When market leaders are involved, companies are more likely to adopt voluntary standards like CTA's and bring together the knowledge of different stakeholders to address common challenges in the market, according to Parakkal.

"When market leaders become the front-runners to adopt, other companies and market players will follow suit," she said.

The 52-member group will continue working to create two other standards on trustworthiness and data integrity to target challenges associated with AI in healthcare.

Creating AI standards for healthcare

Parakkal said with the increasing traction of AI in healthcare, it's time to develop AI standards, particularly around data security, safety and intended use. And it's not the first time an industry-led working group has come together to establish standards for the healthcare industry.

Parakkal cited Health Level Seven International, which initiated the Argonaut Project in 2014 with industry players such as Epic, Cerner, Meditech, Mayo Clinic and Intermountain Healthcare, to speed up the creation and adoption of a standardized API for the electronic exchange of healthcare information.

Together, they created the Fast Healthcare Interoperability Resources (FHIR) standard, a data format and API standard. FHIR is now a key component in a proposed rule from the Office of the National Coordinator for Health IT, which would require healthcare organizations use FHIR-based APIs to give patients access to their data. The proposed rule could be approved any day now.

Similarly, Parakkal said the CTA AI standard could help establish an accepted set of terms and definitions and a foundation for AI in healthcare.

"It is important to remember that this is only a first step, or one of many steps, toward addressing challenges and complexities of AI in healthcare, but will definitely contribute to the momentum," she said.

Our hope is that, like any language, over time when you say one word, everybody understands what you mean by that word.
René QuashieVice president of policy and regulatory affairs, digital health, CTA

Indeed, CTA's Quashie said its healthcare working group will continue working on the project and addressing AI in healthcare challenges, such as clinician trust. The working group wants to devise a standard to explain how AI algorithms arrive at a decision and how that decision can be reproduced.

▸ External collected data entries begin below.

mod common;

use assert_matches::assert_matches;
use sea_orm::{ColumnTrait, EntityTrait, PaginatorTrait, QueryFilter};

use std::path::Path;
use std::sync::Arc;

use async_trait::async_trait;
use brt_backoffice::{
    carrier::{CarrierError, CarrierResult, ManifestApi, ManifestRequest, OfficialManifest},
    db::DbPool,
    errors::ServiceError,
    models::{
        customs_document, CustomsDocument, CustomsStatus, LedgerEntry, Manifest, Shipment,
        ShipmentStatus,
    },
    services::{
        customs::{CustomsInput, CustomsSyncStatus, CustomsSynchronizer},
        documents::{
            CustomsDocumentData, DocumentError, DocumentRenderer, ManifestDocumentData,
            PdfDocumentRenderer,
        },
        financial::{FinancialBridge, FinancialOutcome},
        manifests::ManifestBuilder,
        payload::decode_request_payload,
    },
};
use common::{domestic_form, swiss_form, FakeCarrier, TestApp};

/// Renders manifests normally but cannot produce customs paperwork.
struct BrokenCustomsRenderer;

impl DocumentRenderer for BrokenCustomsRenderer {
    fn render_invoice(&self, _data: &CustomsDocumentData) -> Result<Vec<u8>, DocumentError> {
        Err(DocumentError::InvalidInput("invoice template unavailable".into()))
    }

    fn render_declaration(&self, _data: &CustomsDocumentData) -> Result<Vec<u8>, DocumentError> {
        Err(DocumentError::InvalidInput("declaration template unavailable".into()))
    }

    fn render_manifest(&self, data: &ManifestDocumentData) -> Result<Vec<u8>, DocumentError> {
        PdfDocumentRenderer::new().render_manifest(data)
    }
}

/// Official manifest endpoint that removes one shipment row while the batch is
/// being assembled, as a concurrent operator would.
struct RowRemovingManifestApi {
    db: Arc<DbPool>,
    removed: i32,
    inner: Arc<FakeCarrier>,
}

#[async_trait]
impl ManifestApi for RowRemovingManifestApi {
    async fn generate_official_manifest(
        &self,
        request: &ManifestRequest,
    ) -> CarrierResult<OfficialManifest> {
        Shipment::delete_by_id(self.removed)
            .exec(&*self.db)
            .await
            .expect("remove shipment row");
        self.inner.generate_official_manifest(request).await
    }
}

fn files_under(dir: &Path) -> usize {
    std::fs::read_dir(dir)
        .map(|entries| entries.filter_map(Result::ok).count())
        .unwrap_or(0)
}

async fn customs_row(app: &TestApp, shipment_id: i32) -> Option<customs_document::Model> {
    CustomsDocument::find()
        .filter(customs_document::Column::ShipmentId.eq(shipment_id))
        .one(&*app.db)
        .await
        .unwrap()
}

#[tokio::test]
async fn swiss_shipment_gets_customs_documents() {
    let app = TestApp::new().await;

    let shipment = app.create(&swiss_form(None)).await;

    let row = customs_row(&app, shipment.id).await.expect("customs row");
    assert_eq!(row.status, CustomsStatus::Generated);
    assert_eq!(row.goods_value, rust_decimal_macros::dec!(250.00));
    assert_eq!(row.goods_currency, "EUR");
    assert_eq!(row.hs_code.as_deref(), Some("420221"));
    for path in row.file_paths() {
        let bytes = std::fs::read(app.uploads().join(path)).expect("customs file exists");
        assert!(bytes.starts_with(b"%PDF"));
    }
    assert_eq!(row.file_paths().len(), 2);
}

#[tokio::test]
async fn switching_destination_removes_customs_documents() {
    let app = TestApp::new().await;
    let shipment = app.create(&swiss_form(None)).await;
    let row = customs_row(&app, shipment.id).await.expect("customs row");
    let files: Vec<_> = row
        .file_paths()
        .into_iter()
        .map(|p| app.uploads().join(p))
        .collect();

    app.services()
        .shipments
        .edit_shipment(
            shipment.id,
            &domestic_form(Some(shipment.numeric_reference)),
            None,
        )
        .await
        .expect("edited");

    assert!(customs_row(&app, shipment.id).await.is_none());
    assert!(files.iter().all(|f| !f.exists()));
}

#[tokio::test]
async fn zero_goods_value_is_refused_for_swiss_destination() {
    let app = TestApp::new().await;
    let mut form = swiss_form(None);
    form.customs = Some(CustomsInput {
        goods_value: Some("0".into()),
        ..form.customs.clone().unwrap_or_default()
    });

    let err = app
        .services()
        .shipments
        .create_shipment(&form, None)
        .await
        .expect_err("zero value");

    let ServiceError::InvalidForm(errors) = err else {
        panic!("expected InvalidForm");
    };
    assert!(errors.iter().any(|e| e.contains("goods value")));
    assert!(app.carrier.calls().is_empty());
}

#[tokio::test]
async fn domestic_shipment_ignores_customs_input() {
    let app = TestApp::new().await;
    let mut form = domestic_form(None);
    form.customs = Some(CustomsInput {
        goods_value: Some("0".into()),
        ..Default::default()
    });

    let shipment = app.create(&form).await;
    assert!(customs_row(&app, shipment.id).await.is_none());
}

#[tokio::test]
async fn deleting_shipment_removes_customs_documents() {
    let app = TestApp::new().await;
    let shipment = app.create(&swiss_form(None)).await;

    app.services()
        .shipments
        .delete_shipment(shipment.id, None)
        .await
        .unwrap();

    assert_eq!(CustomsDocument::find().count(&*app.db).await.unwrap(), 0);
}

#[tokio::test]
async fn manifest_confirms_created_shipments_and_links_them() {
    let app = TestApp::new().await;
    let first = app.create(&domestic_form(None)).await;
    let second = app.create(&domestic_form(None)).await;

    let outcome = app
        .services()
        .manifests
        .generate_manifest_for_shipments(&[first.id, second.id], Some("tester"))
        .await
        .expect("manifest generated");

    assert!(outcome.warnings.is_empty());
    let manifest = &outcome.view.manifest;
    assert_eq!(manifest.shipment_count, 2);
    assert_eq!(manifest.parcel_count, 2);
    assert!((manifest.total_weight_kg - 5.0).abs() < 1e-9);
    assert!(manifest.reference.starts_with("BRT"));
    assert_eq!(manifest.official_number.as_deref(), Some("M-77"));
    assert_eq!(app.carrier.count("confirm"), 2);

    for shipment in &outcome.view.shipments {
        assert_eq!(shipment.status, ShipmentStatus::Confirmed);
        assert_eq!(shipment.manifest_id, Some(manifest.id));
        assert!(shipment.manifest_generated_at.is_some());
    }

    let pdf = manifest.pdf_path.as_deref().expect("local manifest pdf");
    assert!(app.uploads().join(pdf).exists());
    let official = manifest.official_pdf_path.as_deref().expect("official pdf");
    assert!(app.uploads().join(official).exists());

    assert_eq!(LedgerEntry::find().count(&*app.db).await.unwrap(), 2);
    let requests = app.carrier.manifest_requests.lock().unwrap().clone();
    assert_eq!(requests.len(), 1);
    assert_eq!(requests[0].shipments.len(), 2);
}

#[tokio::test]
async fn manifest_rejects_ineligible_shipments_without_side_effects() {
    let app = TestApp::new().await;
    let open = app.create(&domestic_form(None)).await;
    let cancelled = app.create(&domestic_form(None)).await;
    app.services()
        .shipments
        .cancel_shipment(cancelled.id, None)
        .await
        .unwrap();
    let calls_before = app.carrier.calls().len();

    let err = app
        .services()
        .manifests
        .generate_manifest_for_shipments(&[open.id, cancelled.id, 999], None)
        .await
        .expect_err("rejected");

    assert_matches!(err, ServiceError::InvalidOperation(message) if message.contains("999"));
    assert_eq!(app.carrier.calls().len(), calls_before);
    assert_eq!(Manifest::find().count(&*app.db).await.unwrap(), 0);
    assert_eq!(app.shipment(open.id).await.status, ShipmentStatus::Created);
}

#[tokio::test]
async fn manifested_shipments_cannot_be_manifested_again_or_changed() {
    let app = TestApp::new().await;
    let shipment = app.create(&domestic_form(None)).await;
    app.services()
        .manifests
        .generate_manifest_for_shipments(&[shipment.id], None)
        .await
        .unwrap();

    let again = app
        .services()
        .manifests
        .generate_manifest_for_shipments(&[shipment.id], None)
        .await;
    assert_matches!(again, Err(ServiceError::InvalidOperation(_)));

    let cancel = app.services().shipments.cancel_shipment(shipment.id, None).await;
    assert_matches!(cancel, Err(ServiceError::InvalidOperation(_)));
    let delete = app.services().shipments.delete_shipment(shipment.id, None).await;
    assert_matches!(delete, Err(ServiceError::InvalidOperation(_)));
}

#[tokio::test]
async fn official_manifest_failure_keeps_local_document() {
    let app = TestApp::new().await;
    let shipment = app.create(&domestic_form(None)).await;
    app.carrier
        .push_manifest(Err(CarrierError::Transport("connection reset".into())));

    let outcome = app
        .services()
        .manifests
        .generate_manifest_for_shipments(&[shipment.id], None)
        .await
        .expect("local manifest still generated");

    assert!(outcome.view.manifest.pdf_path.is_some());
    assert!(outcome.view.manifest.official_number.is_none());
    assert!(!outcome.warnings.is_empty());
}

#[tokio::test]
async fn manifest_drops_shipments_the_carrier_will_not_confirm() {
    let app = TestApp::new().await;
    let good = app.create(&domestic_form(None)).await;
    let bad = app.create(&domestic_form(None)).await;
    app.carrier.push_confirm(Ok(common::ok_execution()));
    app.carrier
        .push_confirm(Err(CarrierError::rejected(Some(-5), "Shipment blocked")));

    let outcome = app
        .services()
        .manifests
        .generate_manifest_for_shipments(&[good.id, bad.id], None)
        .await
        .expect("partial manifest");

    assert_eq!(outcome.view.manifest.shipment_count, 1);
    assert_eq!(outcome.warnings.len(), 1);
    assert!(app.shipment(bad.id).await.manifest_id.is_none());
}

#[tokio::test]
async fn financial_entry_is_idempotent() {
    let app = TestApp::new().await;
    let shipment = app.create(&domestic_form(None)).await;
    let financial = brt_backoffice::services::financial::FinancialBridge::new(
        app.db.clone(),
        app.state.config.pricing.clone(),
    );

    let skipped = financial.ensure_financial_entry(shipment.id, false).await.unwrap();
    assert_matches!(skipped, FinancialOutcome::Skipped(_));

    let created = financial.ensure_financial_entry(shipment.id, true).await.unwrap();
    assert_matches!(created, FinancialOutcome::Created(_));
    let present = financial.ensure_financial_entry(shipment.id, true).await.unwrap();
    assert_eq!(present, FinancialOutcome::AlreadyPresent);
    assert_eq!(LedgerEntry::find().count(&*app.db).await.unwrap(), 1);

    let removed = financial
        .remove_financial_entry(&shipment.sender_customer_code, shipment.numeric_reference)
        .await
        .unwrap();
    assert_eq!(removed, 1);
}

#[tokio::test]
async fn heavy_shipment_uses_open_ended_tier() {
    let app = TestApp::new().await;
    let mut form = domestic_form(None);
    form.weight_kg = Some(42.0);
    let shipment = app.create(&form).await;

    app.services()
        .shipments
        .confirm_shipment(shipment.id, None)
        .await
        .unwrap();

    let entry = LedgerEntry::find().one(&*app.db).await.unwrap().expect("entry");
    assert_eq!(entry.amount, rust_decimal_macros::dec!(24.00));
    assert!(entry.description.contains("XL"));
}

#[tokio::test]
async fn customs_render_failure_keeps_previous_documents() {
    let app = TestApp::new().await;
    let shipment = app.create(&swiss_form(None)).await;
    let before = customs_row(&app, shipment.id).await.expect("customs row");
    assert_eq!(before.status, CustomsStatus::Generated);
    let payload = decode_request_payload(shipment.request_payload.as_deref())
        .meta
        .customs
        .expect("customs payload stored");

    let synchronizer = CustomsSynchronizer::new(
        app.db.clone(),
        app.services().artifacts.clone(),
        Arc::new(BrokenCustomsRenderer),
        app.state.config.customs.clone(),
    );
    let outcome = synchronizer
        .sync_customs_documents(shipment.id, &shipment, Some(&payload))
        .await
        .expect("sync reports the failure in its outcome");

    assert_eq!(outcome.status, CustomsSyncStatus::Error);
    assert!(outcome.message.is_some());
    let after = customs_row(&app, shipment.id).await.expect("customs row kept");
    assert_eq!(after.status, CustomsStatus::Error);
    assert_eq!(after.invoice_path, before.invoice_path);
    assert_eq!(after.declaration_path, before.declaration_path);
    assert!(after
        .last_error
        .as_deref()
        .unwrap_or_default()
        .contains("template unavailable"));
    for path in after.file_paths() {
        assert!(app.uploads().join(path).exists());
    }
}

#[tokio::test]
async fn manifest_rollback_removes_written_documents() {
    let app = TestApp::new().await;
    let kept = app.create(&domestic_form(None)).await;
    let removed = app.create(&domestic_form(None)).await;
    let config = &app.state.config;

    let builder = ManifestBuilder::new(
        app.db.clone(),
        app.carrier.clone(),
        Arc::new(RowRemovingManifestApi {
            db: app.db.clone(),
            removed: removed.id,
            inner: app.carrier.clone(),
        }),
        app.services().artifacts.clone(),
        Arc::new(PdfDocumentRenderer::new()),
        FinancialBridge::new(app.db.clone(), config.pricing.clone()),
        config.manifest.clone(),
    );

    let err = builder
        .generate_manifest_for_shipments(&[kept.id, removed.id], None)
        .await
        .expect_err("assignment no longer matches the batch");

    assert_matches!(err, ServiceError::Conflict(_));
    assert_eq!(app.carrier.count("manifest"), 1);
    assert_eq!(Manifest::find().count(&*app.db).await.unwrap(), 0);
    assert_eq!(files_under(&app.uploads().join("manifests")), 0);
    assert_eq!(files_under(&app.backups().join("manifests")), 0);
    let survivor = app.shipment(kept.id).await;
    assert!(survivor.manifest_id.is_none());
    assert!(survivor.manifest_generated_at.is_none());
}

Providing that kind of transparency could help clinicians trust AI systems, many of which today operate in a so-called black box.

The definitions are an important foundational step, Quashie said, but next steps like addressing AI's trustworthiness need to move forward.

Quashie said he's hopeful that vendors and clinicians alike begin to use the standardized definitions and that they will gain support from other groups as well.

"Our hope is that, like any language, over time when you say one word, everybody understands what you mean by that word," he said.